La religione! Un corsista musulmano fa notare la rivoluzione operata dal Corano in un mondo come quello del tribalismo arabo, profondamente diviso e in lotta. La fede in “qualcosa di superiore” rende tutti uguali. La proposta ha un suo valore ed è anche sostenibile storicamente:
il famoso poeta pre-islamico Antara geme la sua condizione di uomo dalla pelle nera, che gli impedisce il matrimonio con una bella araba “puro-sangue”, mentre Bilal, lo schiavo nero, è onorato come il primo muezzin dell’islam. Ma le tradizioni sono spesso più forti delle religioni, come mostra l’attualità, e poi accade che le religioni stabiliscano nuovi confini tra chi è dentro e chi è fuori, siano esse stesse produttrici di nuove diseguaglianze. La storia dell’islam conosce aree e periodi in cui i non-musulmani dovevano portare segni di riconoscimento che li rendessero immediatamente distinguibili nel corpo sociale. La tratta degli schiavi dall’Africa non è stata solo alimentata da mercanti europei, “buoni cristiani” o “laici illuminati”, ma anche da musulmani spesso appartenenti a illustri congregazioni mistiche, i “sufi”.
“Religione”, come emerso nel dibattito in classe, è dunque una risposta, ma da sola non autosufficiente. Una dimostrazione recentissima viene dalla “Dichiarazione di Marrakech”
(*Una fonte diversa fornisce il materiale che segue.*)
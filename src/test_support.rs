// SPDX-License-Identifier: AGPL-3.0-or-later
//
// Copyright (C) 2026 Relational Network

//! Shared helpers for unit tests: a fixed RSA key pair, token minting and a
//! key resolver that never touches the network.

use async_trait::async_trait;
use base64::{engine::general_purpose::URL_SAFE_NO_PAD, Engine};
use chrono::Utc;
use jsonwebtoken::{Algorithm, DecodingKey, EncodingKey, Header};
use serde_json::{json, Value};

use crate::auth::{
    IssuerInfo, IssuerRegistry, SigningKey, SigningKeyResolver, TokenError, TokenIssuer,
};

pub const TEST_KID: &str = "test-key-1";
pub const TEST_CLIENT_ID: &str = "abc123clientid";
pub const TEST_TENANT_ID: &str = "datahub-api";

const SIGNING_KEY_PEM: &str = include_str!(concat!(
    env!("CARGO_MANIFEST_DIR"),
    "/testdata/signing_key.pem"
));
const FOREIGN_KEY_PEM: &str = include_str!(concat!(
    env!("CARGO_MANIFEST_DIR"),
    "/testdata/foreign_key.pem"
));
const SIGNING_KEY_MODULUS: &str = include_str!(concat!(
    env!("CARGO_MANIFEST_DIR"),
    "/testdata/signing_key.n"
));

/// JWKS document publishing the test signing key under [`TEST_KID`].
pub fn jwks_document() -> Value {
    json!({
        "keys": [{
            "kty": "RSA",
            "use": "sig",
            "alg": "RS256",
            "kid": TEST_KID,
            "n": SIGNING_KEY_MODULUS.trim(),
            "e": "AQAB"
        }]
    })
}

pub fn test_issuer_info(jwks_uri: impl Into<String>) -> IssuerInfo {
    IssuerInfo::new(TEST_CLIENT_ID, TEST_TENANT_ID, jwks_uri)
}

pub fn test_registry() -> IssuerRegistry {
    IssuerRegistry::new().with_issuer(
        TokenIssuer::Auth0,
        test_issuer_info("https://tenant.example.auth0.com/.well-known/jwks.json"),
    )
}

/// Claims that pass every check against [`test_registry`].
pub fn valid_claims() -> Value {
    let now = Utc::now().timestamp();
    json!({
        "iss": "https://tenant.example.auth0.com/",
        "sub": format!("{TEST_CLIENT_ID}@clients"),
        "aud": TEST_TENANT_ID,
        "iat": now,
        "exp": now + 3600,
        "azp": TEST_CLIENT_ID,
        "gty": "client-credentials"
    })
}

/// Sign claims with the test key under [`TEST_KID`].
pub fn mint_token(claims: &Value) -> String {
    mint_token_with(claims, Some(TEST_KID), SIGNING_KEY_PEM)
}

/// Sign claims with a key that is not published in the JWKS.
pub fn mint_foreign_token(claims: &Value) -> String {
    mint_token_with(claims, Some(TEST_KID), FOREIGN_KEY_PEM)
}

/// Sign claims with the test key but leave `kid` out of the header.
pub fn mint_token_without_kid(claims: &Value) -> String {
    mint_token_with(claims, None, SIGNING_KEY_PEM)
}

fn mint_token_with(claims: &Value, kid: Option<&str>, pem: &str) -> String {
    let mut header = Header::new(Algorithm::RS256);
    header.kid = kid.map(str::to_string);
    let key = EncodingKey::from_rsa_pem(pem.as_bytes()).expect("test key parses");
    jsonwebtoken::encode(&header, claims, &key).expect("test token encodes")
}

/// Build an unsigned token from raw header and payload JSON.
pub fn craft_raw_jwt(header: &Value, payload: &Value) -> String {
    let header_b64 = URL_SAFE_NO_PAD.encode(serde_json::to_vec(header).expect("header json"));
    let payload_b64 = URL_SAFE_NO_PAD.encode(serde_json::to_vec(payload).expect("payload json"));
    format!("{header_b64}.{payload_b64}.fake_signature")
}

/// Resolver serving the test public key without any HTTP.
pub struct StaticKeyResolver;

#[async_trait]
impl SigningKeyResolver for StaticKeyResolver {
    async fn resolve(&self, kid: &str, _issuer: &IssuerInfo) -> Result<SigningKey, TokenError> {
        if kid != TEST_KID {
            return Err(TokenError::KeyNotFound(kid.to_string()));
        }
        let decoding_key = DecodingKey::from_rsa_components(SIGNING_KEY_MODULUS.trim(), "AQAB")
            .map_err(|e| TokenError::JwksFetch(e.to_string()))?;
        Ok(SigningKey {
            decoding_key,
            algorithm: Algorithm::RS256,
        })
    }
}

/// Management API configuration pointing at a mock server.
pub fn auth0_config(base: &str) -> crate::auth0::Auth0ManagementConfig {
    crate::auth0::Auth0ManagementConfig {
        base_url: url::Url::parse(base).expect("mock url parses"),
        client_id: "mgmt-client".to_string(),
        client_secret: "mgmt-secret".to_string(),
        audience: "https://tenant.auth0.com/api/v2/".to_string(),
        api_identifier: "datahub-api".to_string(),
    }
}

/// Resolver collaborators backed by an in-memory store and audit sink, with
/// the management API at `auth0_base`.
pub fn resolver_context(
    auth0_base: &str,
) -> (
    crate::graphql::ResolverContext,
    crate::storage::InMemoryDataHub,
    std::sync::Arc<crate::storage::MemoryAuditSink>,
) {
    use std::sync::Arc;
    use std::time::Duration;

    let store = crate::storage::InMemoryDataHub::new();
    let audit = Arc::new(crate::storage::MemoryAuditSink::new());
    let context = crate::graphql::ResolverContext {
        datahub: Arc::new(store.clone()),
        retry: crate::storage::RetryPolicy {
            max_attempts: 2,
            initial_delay: Duration::from_millis(1),
            max_delay: Duration::from_millis(2),
        },
        auth0: crate::auth0::Auth0Accessor::new(reqwest::Client::new(), &auth0_config(auth0_base)),
        audit: audit.clone(),
    };
    (context, store, audit)
}

/// Schema over [`resolver_context`].
pub fn resolver_schema(
    auth0_base: &str,
) -> (
    crate::graphql::DataHubSchema,
    crate::storage::InMemoryDataHub,
    std::sync::Arc<crate::storage::MemoryAuditSink>,
) {
    let (context, store, audit) = resolver_context(auth0_base);
    (crate::graphql::build_schema(context), store, audit)
}

/// A stored registration for customer `ACME`.
pub fn stored_registration(code: &str, client_id: &str) -> crate::models::GenericApiRegistration {
    crate::models::GenericApiRegistration {
        app_registration_code: code.to_string(),
        customer_code: "ACME".to_string(),
        client_id: Some(client_id.to_string()),
        app_type: Some("Feed".to_string()),
        app_name: Some("Acme Feed".to_string()),
        response_type: Some("json".to_string()),
        ..Default::default()
    }
}
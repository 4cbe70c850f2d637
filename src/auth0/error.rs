// SPDX-License-Identifier: AGPL-3.0-or-later
//
// Copyright (C) 2026 Relational Network

//! Auth0 Management API errors.

#[derive(Debug, thiserror::Error)]
pub enum Auth0Error {
    /// Client-credentials exchange for a management token failed.
    #[error("Auth0 token exchange failed: {0}")]
    TokenExchange(String),

    /// Creating, granting, updating or deleting a client failed.
    #[error("Auth0 registration failed: {0}")]
    Registration(String),

    /// A read request (users, connections) failed.
    #[error("Auth0 request failed: {0}")]
    Request(String),

    #[error("Auth0 response was invalid: {0}")]
    InvalidResponse(String),
}
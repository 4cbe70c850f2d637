// SPDX-License-Identifier: AGPL-3.0-or-later
//
// Copyright (C) 2026 Relational Network

use async_graphql::{Context, Object, Result};

use super::ResolverContext;
use crate::models::{
    ConnectFieldsResult, GenericApiRegistration, Search, Sort, VendorResult,
};
use crate::storage::{
    close_connection, filter_connect_fields, filter_vendors, sort_registrations,
};

pub struct QueryRoot;

#[Object(rename_fields = "PascalCase")]
impl QueryRoot {
    /// A single registration by its code.
    async fn registration_details(
        &self,
        ctx: &Context<'_>,
        app_registration_code: String,
        #[graphql(name = "customerCode")] _customer_code: String,
    ) -> Result<Option<GenericApiRegistration>> {
        let data = ctx.data::<ResolverContext>()?;
        let mut connection = data.connection().await?;
        let result = connection.registration_by_code(&app_registration_code).await;
        close_connection(connection).await;
        Ok(result?)
    }

    /// All registrations of a customer, optionally sorted.
    async fn registrations(
        &self,
        ctx: &Context<'_>,
        customer_code: String,
        sort: Option<Sort>,
    ) -> Result<Vec<GenericApiRegistration>> {
        let data = ctx.data::<ResolverContext>()?;
        let mut connection = data.connection().await?;
        let result = connection.registrations_by_customer_code(&customer_code).await;
        close_connection(connection).await;

        let mut registrations = result?;
        sort_registrations(&mut registrations, sort.as_ref());
        Ok(registrations)
    }

    async fn generic_api_vendors_by_customer_code(
        &self,
        ctx: &Context<'_>,
        customer_code: String,
        search: Option<Search>,
    ) -> Result<VendorResult> {
        let data = ctx.data::<ResolverContext>()?;
        let mut connection = data.connection().await?;
        let result = connection.vendors_by_customer_code(&customer_code).await;
        close_connection(connection).await;

        let vendors = filter_vendors(result?, Search::keyword(search.as_ref()));
        Ok(vendors.into())
    }

    async fn lamp_connect_fields_by_customer_code(
        &self,
        ctx: &Context<'_>,
        customer_code: String,
        search: Option<Search>,
    ) -> Result<ConnectFieldsResult> {
        let data = ctx.data::<ResolverContext>()?;
        let mut connection = data.connection().await?;
        let result = connection
            .connect_fields_by_customer_code(&customer_code)
            .await;
        close_connection(connection).await;

        let fields = filter_connect_fields(result?, Search::keyword(search.as_ref()));
        Ok(fields.into())
    }
}
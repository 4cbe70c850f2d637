// SPDX-License-Identifier: AGPL-3.0-or-later
//
// Copyright (C) 2026 Relational Network

//! Auth0 Management API payloads.

use serde::{Deserialize, Serialize};
use serde_json::{Map, Value};
use url::Url;

/// Management API credentials and endpoints.
#[derive(Debug, Clone)]
pub struct Auth0ManagementConfig {
    /// Tenant base URL, e.g. `https://tenant.eu.auth0.com`
    pub base_url: Url,
    pub client_id: String,
    pub client_secret: String,
    /// Management API audience, e.g. `https://tenant.eu.auth0.com/api/v2/`
    pub audience: String,
    /// API that newly registered clients are granted access to
    pub api_identifier: String,
}

/// Response of the client-credentials exchange.
#[derive(Debug, Clone, Deserialize)]
pub struct ManagementToken {
    pub access_token: String,
    #[serde(default)]
    pub expires_in: u64,
    #[serde(default)]
    pub scope: String,
    #[serde(default)]
    pub token_type: String,
}

/// What a new or renamed client registration is built from.
#[derive(Debug, Clone, Copy)]
pub struct ClientRegistrationDetails<'a> {
    pub app_name: &'a str,
    pub customer_code: &'a str,
}

/// An Auth0 application (client).
#[derive(Debug, Clone, Serialize, Deserialize)]
pub struct Auth0Client {
    pub client_id: String,
    /// Only returned on creation
    #[serde(default)]
    pub client_secret: Option<String>,
    #[serde(default)]
    pub name: Option<String>,
    #[serde(flatten)]
    pub extra: Map<String, Value>,
}

#[derive(Debug, Clone, Serialize, Deserialize)]
pub struct ClientGrant {
    #[serde(default)]
    pub id: Option<String>,
    pub client_id: String,
    pub audience: String,
    #[serde(default)]
    pub scope: Vec<String>,
}

#[derive(Debug, Clone, Serialize, Deserialize)]
pub struct Auth0UserInformation {
    pub user_id: String,
    #[serde(default)]
    pub email: Option<String>,
    #[serde(default)]
    pub name: Option<String>,
    #[serde(flatten)]
    pub extra: Map<String, Value>,
}

#[derive(Debug, Clone, Serialize, Deserialize)]
pub struct Auth0Connection {
    pub id: String,
    pub name: String,
    #[serde(default)]
    pub strategy: Option<String>,
    #[serde(flatten)]
    pub extra: Map<String, Value>,
}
della quale si è fatto cenno (250 leader religiosi riuniti a inizio 2016 sotto gli auspici del re del Marocco) che risale alla “Carta di Medina” degli inizi dell’islam per trovare tracce di una idea di cittadinanza che non si fondi in modo diretto e assoluto su un’appartenenza religiosa. Malgrado le criticità rilevabili (la dichiarazione forse vuole desumere troppo da un documento risalente a circa 13 secoli fa) la “Dichiarazione di Marrakech” può entrare nel novero di materiali utili in esperienze didattiche con musulmani come quella di DDS (vi sono sintesi disponibili in varie lingue occidentali, italiano compreso).
A proposito di religione possiamo ancora presentare un bel testo della tradizione islamica, secondo il quale la creazione del primo uomo avviene prendendo terra da tutti i punti del mondo:
terra gialla, rossa, nera, chiara eccetera. Il primo uomo è così una sintesi di tutte le etnie. Questo afflato universale apre alla considerazione degli articoli pertinenti a uguaglianza/solidarietà nella Costituzione italiana e nelle tre Carte arabe che utilizziamo come termine di confronto. La discussione che ne segue ci porta a concludere che le Carte fondamentali presentano un anelito alla giustizia e all’uguaglianza che è, al tempo stesso, un impegno presente e un sogno per il futuro. Non si può smettere di sognare malgrado le tante delusioni patite, così come non si può lasciare il cammino dei grandi diritti nel puro mondo dei sogni, mentre è un progetto politico affidato alla responsabilità di ogni generazione.